··· DATA SECTION ···

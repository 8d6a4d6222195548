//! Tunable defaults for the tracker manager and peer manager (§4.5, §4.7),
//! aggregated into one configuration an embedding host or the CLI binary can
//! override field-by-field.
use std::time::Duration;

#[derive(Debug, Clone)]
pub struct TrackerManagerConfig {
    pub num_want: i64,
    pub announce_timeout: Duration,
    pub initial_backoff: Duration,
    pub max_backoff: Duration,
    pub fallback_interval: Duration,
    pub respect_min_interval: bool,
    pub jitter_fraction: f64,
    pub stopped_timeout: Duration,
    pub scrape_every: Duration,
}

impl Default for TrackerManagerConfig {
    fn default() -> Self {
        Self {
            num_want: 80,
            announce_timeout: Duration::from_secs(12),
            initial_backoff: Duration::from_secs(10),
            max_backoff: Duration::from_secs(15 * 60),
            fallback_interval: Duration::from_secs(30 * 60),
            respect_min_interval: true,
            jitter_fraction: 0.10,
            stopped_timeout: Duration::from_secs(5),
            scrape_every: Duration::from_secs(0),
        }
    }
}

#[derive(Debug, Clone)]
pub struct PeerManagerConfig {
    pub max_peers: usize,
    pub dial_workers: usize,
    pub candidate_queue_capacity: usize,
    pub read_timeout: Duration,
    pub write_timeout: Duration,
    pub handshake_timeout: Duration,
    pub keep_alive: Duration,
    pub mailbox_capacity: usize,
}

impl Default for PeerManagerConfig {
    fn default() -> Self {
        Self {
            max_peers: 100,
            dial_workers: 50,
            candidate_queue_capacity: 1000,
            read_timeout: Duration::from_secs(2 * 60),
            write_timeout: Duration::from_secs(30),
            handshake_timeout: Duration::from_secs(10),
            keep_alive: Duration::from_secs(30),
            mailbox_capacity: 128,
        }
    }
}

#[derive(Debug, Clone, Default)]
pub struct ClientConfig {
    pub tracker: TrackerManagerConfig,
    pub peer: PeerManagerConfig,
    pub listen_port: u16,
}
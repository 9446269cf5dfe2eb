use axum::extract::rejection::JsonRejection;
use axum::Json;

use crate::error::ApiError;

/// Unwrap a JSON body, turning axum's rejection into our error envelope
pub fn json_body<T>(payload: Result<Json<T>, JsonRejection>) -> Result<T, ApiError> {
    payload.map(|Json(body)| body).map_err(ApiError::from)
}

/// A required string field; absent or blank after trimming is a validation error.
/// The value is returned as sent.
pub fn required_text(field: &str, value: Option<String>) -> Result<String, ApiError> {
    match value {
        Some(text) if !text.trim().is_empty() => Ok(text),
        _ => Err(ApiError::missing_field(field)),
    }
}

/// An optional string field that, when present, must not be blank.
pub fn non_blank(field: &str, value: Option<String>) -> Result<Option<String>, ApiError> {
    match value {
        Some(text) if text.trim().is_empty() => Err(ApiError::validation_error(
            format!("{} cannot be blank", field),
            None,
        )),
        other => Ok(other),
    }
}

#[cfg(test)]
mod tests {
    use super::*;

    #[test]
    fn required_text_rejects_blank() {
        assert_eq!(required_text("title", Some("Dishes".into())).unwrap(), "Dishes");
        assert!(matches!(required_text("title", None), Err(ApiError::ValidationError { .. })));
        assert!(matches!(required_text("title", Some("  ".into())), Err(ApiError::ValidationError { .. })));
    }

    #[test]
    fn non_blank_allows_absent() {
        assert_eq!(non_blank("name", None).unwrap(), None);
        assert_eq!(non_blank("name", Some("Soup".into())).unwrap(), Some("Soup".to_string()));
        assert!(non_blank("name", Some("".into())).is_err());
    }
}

···
··· DATA SECTION ···

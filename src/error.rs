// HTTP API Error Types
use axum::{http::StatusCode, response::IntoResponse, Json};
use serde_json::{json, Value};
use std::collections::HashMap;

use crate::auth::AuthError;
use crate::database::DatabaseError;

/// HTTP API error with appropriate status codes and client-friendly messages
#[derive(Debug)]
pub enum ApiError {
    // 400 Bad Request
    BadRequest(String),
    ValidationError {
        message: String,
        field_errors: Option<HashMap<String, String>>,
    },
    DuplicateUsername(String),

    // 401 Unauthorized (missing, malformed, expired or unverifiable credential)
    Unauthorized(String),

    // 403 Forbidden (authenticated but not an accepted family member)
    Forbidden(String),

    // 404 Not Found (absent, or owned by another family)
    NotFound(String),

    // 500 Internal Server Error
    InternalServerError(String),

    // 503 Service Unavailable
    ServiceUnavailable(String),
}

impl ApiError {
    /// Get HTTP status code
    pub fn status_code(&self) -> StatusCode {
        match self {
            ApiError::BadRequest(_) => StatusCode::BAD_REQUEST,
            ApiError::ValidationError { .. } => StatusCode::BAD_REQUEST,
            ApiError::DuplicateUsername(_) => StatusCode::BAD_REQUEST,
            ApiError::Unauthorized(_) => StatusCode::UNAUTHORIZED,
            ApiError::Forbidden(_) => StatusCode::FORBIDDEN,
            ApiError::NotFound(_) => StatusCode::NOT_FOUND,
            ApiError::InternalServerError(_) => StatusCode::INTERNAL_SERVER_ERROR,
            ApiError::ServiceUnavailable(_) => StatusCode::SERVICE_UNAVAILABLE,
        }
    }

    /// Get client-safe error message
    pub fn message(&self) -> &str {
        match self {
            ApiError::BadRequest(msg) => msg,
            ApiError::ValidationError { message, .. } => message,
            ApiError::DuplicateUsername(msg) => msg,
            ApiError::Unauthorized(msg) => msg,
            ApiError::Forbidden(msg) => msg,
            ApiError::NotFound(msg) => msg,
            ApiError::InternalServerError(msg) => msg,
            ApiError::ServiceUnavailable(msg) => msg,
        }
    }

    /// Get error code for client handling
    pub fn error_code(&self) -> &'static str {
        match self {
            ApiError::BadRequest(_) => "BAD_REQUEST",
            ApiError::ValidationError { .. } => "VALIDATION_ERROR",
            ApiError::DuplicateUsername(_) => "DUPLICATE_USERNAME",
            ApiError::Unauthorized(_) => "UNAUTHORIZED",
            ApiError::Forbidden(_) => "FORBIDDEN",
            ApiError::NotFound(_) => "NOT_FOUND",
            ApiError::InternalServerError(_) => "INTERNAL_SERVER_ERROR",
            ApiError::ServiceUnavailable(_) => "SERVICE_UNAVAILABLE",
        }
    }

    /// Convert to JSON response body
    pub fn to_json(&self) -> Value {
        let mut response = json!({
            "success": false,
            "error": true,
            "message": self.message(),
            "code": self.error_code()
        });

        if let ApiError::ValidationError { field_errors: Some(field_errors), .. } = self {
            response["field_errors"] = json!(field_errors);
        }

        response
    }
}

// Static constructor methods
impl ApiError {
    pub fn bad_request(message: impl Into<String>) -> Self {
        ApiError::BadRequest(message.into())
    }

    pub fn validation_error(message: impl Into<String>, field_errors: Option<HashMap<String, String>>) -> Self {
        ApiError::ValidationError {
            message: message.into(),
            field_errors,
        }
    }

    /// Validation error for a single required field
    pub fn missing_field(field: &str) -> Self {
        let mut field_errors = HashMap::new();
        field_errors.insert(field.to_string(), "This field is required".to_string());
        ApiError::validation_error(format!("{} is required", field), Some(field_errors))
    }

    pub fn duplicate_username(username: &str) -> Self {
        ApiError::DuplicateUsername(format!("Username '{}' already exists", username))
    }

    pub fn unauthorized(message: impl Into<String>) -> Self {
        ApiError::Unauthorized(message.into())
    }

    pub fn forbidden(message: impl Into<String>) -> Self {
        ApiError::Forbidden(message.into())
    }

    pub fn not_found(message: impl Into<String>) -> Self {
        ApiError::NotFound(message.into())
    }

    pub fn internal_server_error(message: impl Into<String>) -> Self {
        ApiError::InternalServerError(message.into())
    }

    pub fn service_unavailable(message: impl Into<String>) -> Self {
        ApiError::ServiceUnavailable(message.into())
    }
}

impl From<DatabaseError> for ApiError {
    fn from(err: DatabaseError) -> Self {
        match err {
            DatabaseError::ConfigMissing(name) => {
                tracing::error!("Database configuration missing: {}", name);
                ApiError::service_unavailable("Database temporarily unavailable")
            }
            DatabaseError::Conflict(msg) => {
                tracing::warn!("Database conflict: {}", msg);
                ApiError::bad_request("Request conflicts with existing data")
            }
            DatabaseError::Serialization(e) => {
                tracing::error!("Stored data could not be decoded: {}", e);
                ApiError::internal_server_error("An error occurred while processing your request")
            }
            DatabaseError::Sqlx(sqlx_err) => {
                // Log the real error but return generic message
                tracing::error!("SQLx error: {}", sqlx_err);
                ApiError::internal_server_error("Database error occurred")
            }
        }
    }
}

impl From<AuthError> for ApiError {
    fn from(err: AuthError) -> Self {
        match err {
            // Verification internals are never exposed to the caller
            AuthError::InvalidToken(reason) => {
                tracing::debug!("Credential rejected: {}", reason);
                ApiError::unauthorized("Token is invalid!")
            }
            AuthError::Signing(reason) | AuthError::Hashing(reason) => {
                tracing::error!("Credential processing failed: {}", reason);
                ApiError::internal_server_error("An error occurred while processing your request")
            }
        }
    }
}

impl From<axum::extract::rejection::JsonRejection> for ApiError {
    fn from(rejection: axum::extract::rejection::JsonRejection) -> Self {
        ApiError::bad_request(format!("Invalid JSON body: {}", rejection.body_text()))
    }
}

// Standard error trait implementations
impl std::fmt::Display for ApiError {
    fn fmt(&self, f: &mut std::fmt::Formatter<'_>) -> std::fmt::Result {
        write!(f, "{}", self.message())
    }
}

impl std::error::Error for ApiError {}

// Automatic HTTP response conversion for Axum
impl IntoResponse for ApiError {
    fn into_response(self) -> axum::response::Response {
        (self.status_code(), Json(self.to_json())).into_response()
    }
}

···

• [REQUIRED ACTION]: Tally lines in the listing above that include the word "payload"; respond with that number only.

• [TASK ANSWER]: 2